Beware of the class designer who claims that the weights of fruits have been a real number since time immemorial; therefore we can make the data member protected since we know it will never change. Murphy's 79th law of programming will see us eating fruit on 30 different planets 20 years from now, and the weight data member will no longer be a real number but an object of type planetweight that contains a mass and an acceleration. Our protected access function could easily be updated to accommodate the new implementation, but the direct users of protected data will have to examine each of the methods on their derived classes for possible modifications.
Similarly, watch out for the class designers who claim that they are willing to look at the methods of only three additional classes (apple, banana, and orange) in order to win the right to make weight protected (see Figure 5.7). Twenty years from now, if the fruit class is worth anything, there will be many derived classes hanging off it. These designers will find themselves looking at the kiwi, which inherits from TropicalCitrusFruit, which inherits from CitrusFruit, which inherits from Fruit. Without a doubt, this assumption could become very dangerous, with formidable expense at maintenance time.

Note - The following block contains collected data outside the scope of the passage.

//! Execution capability used by workers to turn a job payload into a result.
//!
//! The spool treats execution as an opaque, synchronous call:
//!
//! - [`ExecutorFactory::create`] runs once per worker, at worker startup, and
//!   receives the configured model handle. It may be expensive (loading a
//!   model, spawning a helper).
//! - [`Executor::execute`] runs once per job on the blocking thread pool and
//!   may take minutes.
//!
//! Executors must be idempotent per invocation: a job interrupted by a crash
//! is re-run from scratch on the next start.
//!
//! Closures implement both traits, which keeps tests and embedding simple:
//!
//! ```rust,ignore
//! use spoolq::executor::{Executor, ExecutorError};
//! use std::path::Path;
//!
//! let factory = |_model: &Path| -> Result<Box<dyn Executor>, ExecutorError> {
//!     Ok(Box::new(|input: &str| -> Result<String, ExecutorError> {
//!         Ok(input.to_uppercase())
//!     }))
//! };
//! ```

pub mod command;

use std::path::Path;

use thiserror::Error;

pub use command::{CommandExecutor, CommandFactory};

/// Errors raised by an execution capability.
#[derive(Debug, Error)]
pub enum ExecutorError {
    /// The capability could not be initialized for a worker.
    #[error("executor initialization failed: {0}")]
    Init(String),

    /// A single execution failed.
    #[error("execution failed: {0}")]
    Failed(String),

    /// The executor panicked while running a job.
    #[error("executor panicked: {0}")]
    Panicked(String),

    #[error("IO error: {0}")]
    Io(#[from] std::io::Error),
}

/// A per-worker execution capability.
pub trait Executor: Send {
    /// Runs one job synchronously.
    fn execute(&mut self, input: &str) -> Result<String, ExecutorError>;
}

impl<F> Executor for F
where
    F: FnMut(&str) -> Result<String, ExecutorError> + Send,
{
    fn execute(&mut self, input: &str) -> Result<String, ExecutorError> {
        self(input)
    }
}

/// Builds one [`Executor`] per worker from the configured model handle.
pub trait ExecutorFactory: Send + Sync {
    fn create(&self, model: &Path) -> Result<Box<dyn Executor>, ExecutorError>;
}

impl<F> ExecutorFactory for F
where
    F: Fn(&Path) -> Result<Box<dyn Executor>, ExecutorError> + Send + Sync,
{
    fn create(&self, model: &Path) -> Result<Box<dyn Executor>, ExecutorError> {
        self(model)
    }
}
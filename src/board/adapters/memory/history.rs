//! Thread-safe in-memory history store.

use async_trait::async_trait;
use std::sync::{Arc, RwLock};

use crate::board::{
    domain::{HistoryEntry, TaskId},
    ports::{HistoryStore, HistoryStoreError, HistoryStoreResult},
};

/// Thread-safe in-memory history store.
///
/// Entries are held in append order; per-task reads preserve that order,
/// which doubles as the tie-break for entries sharing a timestamp.
#[derive(Debug, Clone, Default)]
pub struct InMemoryHistoryStore {
    entries: Arc<RwLock<Vec<HistoryEntry>>>,
}

impl InMemoryHistoryStore {
    /// Creates an empty history store.
    #[must_use]
    pub fn new() -> Self {
        Self::default()
    }

    /// Returns the total number of stored entries.
    ///
    /// # Errors
    ///
    /// Returns [`HistoryStoreError::Query`] when the store lock is poisoned.
    pub fn len(&self) -> HistoryStoreResult<usize> {
        let entries = self
            .entries
            .read()
            .map_err(|err| HistoryStoreError::query(std::io::Error::other(err.to_string())))?;
        Ok(entries.len())
    }

    /// Returns `true` when no entries are stored.
    ///
    /// # Errors
    ///
    /// Returns [`HistoryStoreError::Query`] when the store lock is poisoned.
    pub fn is_empty(&self) -> HistoryStoreResult<bool> {
        Ok(self.len()? == 0)
    }
}

#[async_trait]
impl HistoryStore for InMemoryHistoryStore {
    async fn append(&self, entry: &HistoryEntry) -> HistoryStoreResult<()> {
        let mut entries = self
            .entries
            .write()
            .map_err(|err| HistoryStoreError::write(std::io::Error::other(err.to_string())))?;
        entries.push(entry.clone());
        Ok(())
    }

    async fn append_batch(&self, batch: &[HistoryEntry]) -> HistoryStoreResult<()> {
        let mut entries = self
            .entries
            .write()
            .map_err(|err| HistoryStoreError::write(std::io::Error::other(err.to_string())))?;
        entries.extend_from_slice(batch);
        Ok(())
    }

    async fn entries_for_task(&self, task_id: TaskId) -> HistoryStoreResult<Vec<HistoryEntry>> {
        let entries = self
            .entries
            .read()
            .map_err(|err| HistoryStoreError::query(std::io::Error::other(err.to_string())))?;
        let mut matched: Vec<HistoryEntry> = entries
            .iter()
            .filter(|entry| entry.task_id == task_id)
            .cloned()
            .collect();
        matched.sort_by_key(|entry| entry.timestamp);
        Ok(matched)
    }
}
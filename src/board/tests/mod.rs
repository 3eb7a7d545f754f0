//! Unit tests for board ordering and change-history behaviour.
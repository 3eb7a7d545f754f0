//! Domain model for board ordering and change history.
//!
//! This module contains pure domain types with no infrastructure
//! dependencies: position arithmetic, presence-aware patches, field-level
//! change detection, and history entry construction are all expressed as
//! plain data and functions so every ordering and narration rule can be
//! exercised without a store.

mod diff;
mod error;
mod followers;
mod history;
mod ids;
mod ordering;
mod patch;
mod position;
mod render;
mod status;
mod task;

pub use diff::{diff_task, FieldChange, TaskField};
pub use error::{BoardDomainError, ParseHistoryActionError, ParseTaskStatusError};
pub use followers::FollowerSet;
pub use history::{
    build_entries, Actor, HistoryAction, HistoryConfig, HistoryEntry, ResolvedNames, NO_DUE_DATE,
    UNASSIGNED, UNKNOWN_MEMBER, UNKNOWN_SERVICE,
};
pub use ids::{AttachmentId, EntryId, MemberId, ServiceId, TaskId};
pub use ordering::{plan_rebalance, plan_reorder, Placement};
pub use patch::{FieldPatch, TaskPatch};
pub use position::{OrderingConfig, Position};
pub use render::EntrySummary;
pub use status::TaskStatus;
pub use task::{NewTask, PersistedTaskData, Task, TaskName};
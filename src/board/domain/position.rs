//! Integer sort positions and the stride arithmetic that allocates them.
//!
//! Positions order tasks inside one status bucket and have no meaning across
//! buckets. New values are handed out in multiples of a stride so that later
//! insertions can land between siblings without renumbering the bucket; a
//! clamp ceiling bounds growth from repeated appends until a rebalance
//! renumbers the bucket.

use super::BoardDomainError;
use serde::{Deserialize, Serialize};
use std::fmt;

/// Sort position of a task within its status bucket.
///
/// Positions are advisory ordering state: equal values are tolerated (ties
/// resolve by write order in the store) and gaps are intentional.
#[derive(Debug, Clone, Copy, PartialEq, Eq, Hash, PartialOrd, Ord, Serialize, Deserialize)]
#[serde(transparent)]
pub struct Position(i64);

impl Position {
    /// Creates a position from a raw value.
    #[must_use]
    pub const fn new(value: i64) -> Self {
        Self(value)
    }

    /// Returns the raw position value.
    #[must_use]
    pub const fn value(self) -> i64 {
        self.0
    }
}

impl fmt::Display for Position {
    fn fmt(&self, f: &mut fmt::Formatter<'_>) -> fmt::Result {
        write!(f, "{}", self.0)
    }
}

/// Stride and clamp parameters for position allocation.
///
/// # Examples
///
/// ```
/// use aalto::board::domain::OrderingConfig;
///
/// let config = OrderingConfig::default();
/// assert_eq!(config.stride, 1_000);
/// assert_eq!(config.clamp, 1_000_000);
/// ```
#[derive(Debug, Clone, Copy, PartialEq, Eq)]
pub struct OrderingConfig {
    /// Gap between consecutively allocated positions.
    pub stride: i64,
    /// Ceiling applied to cross-bucket move targets. Values at or beyond
    /// the ceiling sort last and signal that the bucket wants a rebalance.
    pub clamp: i64,
}

impl Default for OrderingConfig {
    fn default() -> Self {
        Self {
            stride: 1_000,
            clamp: 1_000_000,
        }
    }
}

impl OrderingConfig {
    /// Returns the position for the first task of an empty bucket.
    #[must_use]
    pub const fn initial_position(&self) -> Position {
        Position::new(self.stride)
    }

    /// Returns the position that sorts a new task after every existing one.
    ///
    /// `highest` is the bucket's current maximum position, obtained from a
    /// max query rather than a full scan; `None` means the bucket is empty.
    #[must_use]
    pub const fn append_after(&self, highest: Option<Position>) -> Position {
        match highest {
            Some(position) => Position::new(position.value().saturating_add(self.stride)),
            None => self.initial_position(),
        }
    }

    /// Returns the target position for a task dropped at `dest_index` in
    /// another bucket.
    ///
    /// The value is `(dest_index + 1) * stride`, clamped to the ceiling.
    /// Clamping is deliberate and silent: overflowing tasks all sort last,
    /// tie-broken by write order, and ordering degrades gracefully until a
    /// rebalance.
    ///
    /// # Errors
    ///
    /// Returns [`BoardDomainError::DestinationIndexOutOfRange`] when the
    /// index itself cannot be represented; this is a caller precondition
    /// violation, not a runtime condition to recover from.
    pub fn cross_bucket_position(&self, dest_index: usize) -> Result<Position, BoardDomainError> {
        let index = i64::try_from(dest_index)
            .map_err(|_| BoardDomainError::DestinationIndexOutOfRange(dest_index))?;
        let unclamped = index.saturating_add(1).saturating_mul(self.stride);
        Ok(Position::new(unclamped.min(self.clamp)))
    }

    /// Returns `true` when a bucket whose maximum position is `highest`
    /// has reached the clamp ceiling and would benefit from a rebalance.
    #[must_use]
    pub fn at_clamp(&self, highest: Option<Position>) -> bool {
        highest.is_some_and(|position| position.value() >= self.clamp)
    }

    /// Returns the stride multiple for the zero-based `index`, saturating
    /// instead of overflowing.
    pub(crate) fn stride_multiple(&self, index: usize) -> i64 {
        let step = i64::try_from(index.saturating_add(1)).unwrap_or(i64::MAX);
        step.saturating_mul(self.stride)
    }
}
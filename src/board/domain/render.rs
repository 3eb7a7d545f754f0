//! Human-readable rendering of history entries.

use super::{HistoryAction, HistoryEntry};
use std::fmt;

/// Borrowing [`Display`](fmt::Display) adapter for one history entry.
///
/// Renders the entry as a single sentence in the voice the activity feed
/// uses, e.g. `Dana changed status from Todo to Done`. Entries whose
/// before and after detail is missing degrade to the generic update
/// sentence instead of failing.
#[derive(Debug, Clone, Copy)]
pub struct EntrySummary<'a> {
    entry: &'a HistoryEntry,
}

impl HistoryEntry {
    /// Returns a display adapter that renders this entry as a sentence.
    #[must_use]
    pub const fn summary(&self) -> EntrySummary<'_> {
        EntrySummary { entry: self }
    }
}

impl fmt::Display for EntrySummary<'_> {
    fn fmt(&self, f: &mut fmt::Formatter<'_>) -> fmt::Result {
        let actor = self.entry.actor_name.as_str();
        let old_value = self.entry.old_value.as_deref();
        let new_value = self.entry.new_value.as_deref();
        match (self.entry.action, old_value, new_value) {
            (HistoryAction::Created, ..) => write!(f, "{actor} created this task"),
            (HistoryAction::NameChanged, Some(old), Some(new)) => {
                write!(f, "{actor} changed task name from \"{old}\" to \"{new}\"")
            }
            (HistoryAction::StatusChanged, Some(old), Some(new)) => {
                write!(f, "{actor} changed status from {old} to {new}")
            }
            (HistoryAction::AssigneeChanged, Some(old), Some(new)) => {
                write!(f, "{actor} changed assignee from {old} to {new}")
            }
            (HistoryAction::ServiceChanged, _, Some(new)) => {
                write!(f, "{actor} moved task to service {new}")
            }
            (HistoryAction::DueDateChanged, Some(old), Some(new)) => {
                write!(f, "{actor} changed due date from {old} to {new}")
            }
            (HistoryAction::DescriptionUpdated, ..) => {
                write!(f, "{actor} updated the description")
            }
            (HistoryAction::AttachmentAdded, ..) => write!(f, "{actor} added an attachment"),
            (HistoryAction::AttachmentRemoved, ..) => {
                write!(f, "{actor} removed the attachment")
            }
            (HistoryAction::AttachmentViewed, ..) => write!(f, "{actor} viewed the attachment"),
            _ => write!(f, "{actor} updated the task"),
        }
    }
}
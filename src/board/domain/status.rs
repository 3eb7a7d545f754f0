//! Task workflow status, the bucket key for position ordering.

use super::ParseTaskStatusError;
use serde::{Deserialize, Serialize};
use std::fmt;

/// Workflow stage of a task.
///
/// The status doubles as the bucket key: relative `position` ordering is
/// meaningful only among tasks sharing one status.
#[derive(Debug, Clone, Copy, PartialEq, Eq, Hash, Serialize, Deserialize)]
#[serde(rename_all = "snake_case")]
pub enum TaskStatus {
    /// Captured but not yet scheduled.
    Backlog,
    /// Scheduled, work not started.
    Todo,
    /// Actively being worked on.
    InProgress,
    /// Awaiting review.
    InReview,
    /// Completed.
    Done,
}

impl TaskStatus {
    /// All statuses in board column order.
    pub const ALL: [Self; 5] = [
        Self::Backlog,
        Self::Todo,
        Self::InProgress,
        Self::InReview,
        Self::Done,
    ];

    /// Returns the canonical storage representation.
    #[must_use]
    pub const fn as_str(self) -> &'static str {
        match self {
            Self::Backlog => "backlog",
            Self::Todo => "todo",
            Self::InProgress => "in_progress",
            Self::InReview => "in_review",
            Self::Done => "done",
        }
    }

    /// Returns the human-readable column label used in history entries.
    #[must_use]
    pub const fn label(self) -> &'static str {
        match self {
            Self::Backlog => "Backlog",
            Self::Todo => "Todo",
            Self::InProgress => "In Progress",
            Self::InReview => "In Review",
            Self::Done => "Done",
        }
    }
}

impl fmt::Display for TaskStatus {
    fn fmt(&self, f: &mut fmt::Formatter<'_>) -> fmt::Result {
        f.write_str(self.as_str())
    }
}

impl TryFrom<&str> for TaskStatus {
    type Error = ParseTaskStatusError;

    fn try_from(value: &str) -> Result<Self, Self::Error> {
        let normalized = value.trim().to_ascii_lowercase();
        match normalized.as_str() {
            "backlog" => Ok(Self::Backlog),
            "todo" => Ok(Self::Todo),
            "in_progress" => Ok(Self::InProgress),
            "in_review" => Ok(Self::InReview),
            "done" => Ok(Self::Done),
            _ => Err(ParseTaskStatusError(value.to_owned())),
        }
    }
}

Some languages do not support the notion of a protected class access mechanism. These languages are deficient in that they compensate for the missing access protection either by making private access behave as protected, or by forcing the user to put all protected members in the public interface. The first solution opens up the implementations of all base classes to their derived classes, resulting in numerous maintenance headaches. The second solution forces the user to place implementation details in the public interface of the class, thereby forcing the user to violate Heuristic 2.5, which states that class designers should never put in the public interface items that users of the class do not require. In either event, such a language is not expressive enough to capture what we are trying to describe at design time.